> DATA PROVIDED:
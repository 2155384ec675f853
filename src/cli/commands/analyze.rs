//! Analyze Command
//!
//! Runs the pipeline over an input file through the background host and
//! writes the aggregate report.
//!
//! Usage:
//!   feedlens analyze comments.json [--output report.yaml] [--workers 4] [--tier tier1]

use std::fs;
use std::path::{Path, PathBuf};

use tracing::info;

use crate::ai::{SharedCollaborator, create_collaborator};
use crate::cli::input::load_comments;
use crate::cli::render::ConsoleRenderer;
use crate::cli::ui::Output;
use crate::config::{Config, ConfigLoader, ProviderKind};
use crate::pipeline::{
    BackgroundExecutionHost, PipelineOrchestrator, PipelineReport, PipelineRun, RunStatus,
};
use crate::types::{LensError, Result};

#[derive(Debug, Clone, Copy, PartialEq, Eq, Default)]
pub enum ReportFormat {
    #[default]
    Json,
    Yaml,
}

impl std::str::FromStr for ReportFormat {
    type Err = String;

    fn from_str(s: &str) -> std::result::Result<Self, Self::Err> {
        match s.to_lowercase().as_str() {
            "json" => Ok(Self::Json),
            "yaml" | "yml" => Ok(Self::Yaml),
            _ => Err(format!("Invalid format '{}'. Valid values: json, yaml", s)),
        }
    }
}

impl ReportFormat {
    /// Explicit choice first, then the output extension
    fn resolve(explicit: Option<Self>, output: Option<&Path>) -> Self {
        explicit.unwrap_or_else(|| {
            match output.and_then(|p| p.extension()).and_then(|e| e.to_str()) {
                Some("yaml" | "yml") => Self::Yaml,
                _ => Self::Json,
            }
        })
    }
}

/// Command-line overrides layered on top of the loaded configuration
#[derive(Debug, Clone, Default)]
pub struct AnalyzeOptions {
    pub input: PathBuf,
    pub output: Option<PathBuf>,
    pub format: Option<ReportFormat>,
    pub config: Option<PathBuf>,
    pub workers: Option<usize>,
    pub batch_size: Option<usize>,
    pub tier: Option<String>,
    pub language: Option<String>,
    pub provider: Option<ProviderKind>,
    pub timeout_secs: Option<u64>,
    pub no_fallback: bool,
    pub quiet: bool,
}

impl AnalyzeOptions {
    pub fn apply(&self, config: &mut Config) {
        if let Some(workers) = self.workers {
            config.pipeline.workers = Some(workers);
        }
        if let Some(size) = self.batch_size {
            config.batching.max_batch_size = size;
        }
        if let Some(tier) = &self.tier {
            config.rate.tier = tier.clone();
        }
        if let Some(language) = &self.language {
            config.pipeline.language = language.clone();
        }
        if let Some(provider) = self.provider {
            config.llm.provider = provider;
        }
        if let Some(secs) = self.timeout_secs {
            config.pipeline.timeout_secs = secs;
        }
        if self.no_fallback {
            config.retry.synthetic_fallback = false;
        }
    }
}

pub async fn run(options: AnalyzeOptions) -> Result<RunStatus> {
    let mut config = ConfigLoader::load(options.config.as_deref())?;
    options.apply(&mut config);
    config.validate()?;

    let collaborator = create_collaborator(&config.llm)?;
    run_with(options, config, collaborator).await
}

/// Run with an already-resolved configuration and collaborator
pub async fn run_with(
    options: AnalyzeOptions,
    config: Config,
    collaborator: Option<SharedCollaborator>,
) -> Result<RunStatus> {
    let out = Output::new().quiet(options.quiet);
    let comments = load_comments(&options.input)?;
    out.info(&format!(
        "Loaded {} comments from {}",
        comments.len(),
        options.input.display()
    ));
    info!(
        provider = %config.llm.provider,
        tier = %config.rate.tier,
        workers = config.pipeline.effective_workers(),
        "Starting analysis"
    );

    let orchestrator = PipelineOrchestrator::new(config, collaborator)?;
    let host = BackgroundExecutionHost::from_orchestrator(orchestrator);
    let handle = host.start(comments);

    if !options.quiet {
        ConsoleRenderer::new().follow(&handle).await;
    }
    let run = handle.wait().await?;

    let usage = host.orchestrator().usage();
    let report = PipelineReport::build(&run, usage.alerts(), usage.recommendations());
    let format = ReportFormat::resolve(options.format, options.output.as_deref());
    let rendered = match format {
        ReportFormat::Json => report.to_json()?,
        ReportFormat::Yaml => report.to_yaml()?,
    };

    match &options.output {
        Some(path) => {
            if let Some(parent) = path.parent().filter(|p| !p.as_os_str().is_empty()) {
                fs::create_dir_all(parent)?;
            }
            fs::write(path, rendered)?;
            out.success(&format!("Report written to {}", path.display()));
        }
        None => println!("{}", rendered),
    }

    print_summary(&out, &run, &report);

    if run.status == RunStatus::Failed {
        return Err(LensError::Pipeline(
            run.error.unwrap_or_else(|| "run failed".to_string()),
        ));
    }
    Ok(run.status)
}

fn print_summary(out: &Output, run: &PipelineRun, report: &PipelineReport) {
    out.section("Run summary");
    out.info(&format!(
        "{} rows: {} analyzed, {} errored",
        report.rows.total, report.rows.analyzed, report.rows.errored
    ));
    out.info(&format!(
        "NPS {:.1} ({} promoters, {} passives, {} detractors)",
        report.nps.nps_score, report.nps.promoters, report.nps.passives, report.nps.detractors
    ));
    out.info(&format!(
        "Churn risk avg {:.2}, {} at risk",
        report.churn.average, report.churn.at_risk
    ));
    out.info(&format!(
        "{} calls, {} tokens, ${:.4}",
        run.usage.calls, run.usage.total_tokens, run.usage.cost_usd
    ));

    let perf = &run.performance;
    let timing = format!(
        "{} ms for {} batches ({:.1} rows/s)",
        perf.elapsed_ms, perf.batches_completed, perf.rows_per_sec
    );
    if perf.sla_met {
        out.success(&timing);
    } else {
        out.warning(&format!("{} exceeds SLA target of {} ms", timing, perf.sla_target_ms));
    }

    match run.status {
        RunStatus::Succeeded => out.success("Analysis complete"),
        RunStatus::Cancelled => out.warning(&format!(
            "Run cancelled with {} of {} rows",
            run.results.len(),
            perf.rows_total
        )),
        _ => {}
    }
}
//! LLM Collaborator Abstraction
//!
//! Defines the [`LlmCollaborator`] trait: one call analyzes a batch of
//! comment texts and returns one parsed response per text plus token usage.
//!
//! ## Modules
//!
//! - `openai`: Chat Completions collaborator over reqwest
//! - `synthetic`: deterministic local generator used as fallback
//! - `prompt`: analysis prompts in Spanish, English and Guaraní
//! - `parse`: tolerant extraction of per-comment records from a response body

#[cfg(test)]
pub(crate) mod mock;
mod openai;
mod parse;
mod prompt;
mod synthetic;

pub use openai::OpenAiCollaborator;
pub use parse::{JsonRepairer, parse_batch_response};
pub use prompt::{AnalysisPrompt, build_analysis_prompt};
pub use synthetic::SyntheticGenerator;

use async_trait::async_trait;
use serde::{Deserialize, Serialize};
use std::sync::Arc;
use tracing::warn;

use crate::config::{LlmConfig, ProviderKind};
use crate::types::{LlmError, ParsedResponse, Result};

// =============================================================================
// Response with Usage Metrics
// =============================================================================

/// Token usage reported by the provider for one call
#[derive(Debug, Clone, Copy, Default, PartialEq, Eq, Serialize, Deserialize)]
pub struct TokenUsage {
    pub input_tokens: u64,
    pub output_tokens: u64,
}

impl TokenUsage {
    pub fn total(&self) -> u64 {
        self.input_tokens + self.output_tokens
    }

    pub fn from_openai(prompt_tokens: u64, completion_tokens: u64) -> Self {
        Self {
            input_tokens: prompt_tokens,
            output_tokens: completion_tokens,
        }
    }
}

/// USD per thousand tokens
#[derive(Debug, Clone, Copy, Default, PartialEq)]
pub struct Pricing {
    pub input_per_1k: f64,
    pub output_per_1k: f64,
}

impl Pricing {
    pub fn from_config(config: &LlmConfig) -> Self {
        Self {
            input_per_1k: config.cost_per_1k_input,
            output_per_1k: config.cost_per_1k_output,
        }
    }

    pub fn cost(&self, usage: &TokenUsage) -> f64 {
        usage.input_tokens as f64 / 1000.0 * self.input_per_1k
            + usage.output_tokens as f64 / 1000.0 * self.output_per_1k
    }
}

/// Result of one collaborator call
#[derive(Debug, Clone)]
pub struct CollaboratorResponse {
    /// One entry per response item, in the order returned (count not yet checked)
    pub responses: Vec<ParsedResponse>,
    pub usage: TokenUsage,
}

// =============================================================================
// LLM Collaborator Trait
// =============================================================================

#[async_trait]
pub trait LlmCollaborator: Send + Sync {
    /// Analyze `texts` in one call, prompting in `language`.
    ///
    /// Failures carry an [`ErrorCategory`](crate::types::ErrorCategory) so the
    /// invoker can tell throttling, transient and authentication errors apart.
    async fn analyze(
        &self,
        texts: &[String],
        language: &str,
    ) -> std::result::Result<CollaboratorResponse, LlmError>;

    /// Provider name for logging
    fn name(&self) -> &str;

    /// Model name currently in use
    fn model(&self) -> &str;
}

/// Shared collaborator for concurrent batch workers.
pub type SharedCollaborator = Arc<dyn LlmCollaborator>;

/// Build the configured collaborator.
///
/// `synthetic`, or `openai` without an API key, yields no remote collaborator;
/// the invoker then serves every batch from the synthetic generator, or fails
/// pre-flight when fallback is disabled.
pub fn create_collaborator(config: &LlmConfig) -> Result<Option<SharedCollaborator>> {
    match config.provider {
        ProviderKind::Synthetic => Ok(None),
        ProviderKind::OpenAi => {
            openai_collaborator(config, OpenAiCollaborator::resolve_api_key(config))
        }
    }
}

fn openai_collaborator(
    config: &LlmConfig,
    api_key: Option<String>,
) -> Result<Option<SharedCollaborator>> {
    let Some(api_key) = api_key else {
        warn!("No OpenAI API key in llm.api_key or OPENAI_API_KEY, no remote collaborator");
        return Ok(None);
    };
    let collaborator = OpenAiCollaborator::with_api_key(config, api_key)?;
    Ok(Some(Arc::new(collaborator)))
}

> TASK STATEMENT:
What is needed is the count of lines in the records that include the word "detractors", with no other text.

> REPLY:
2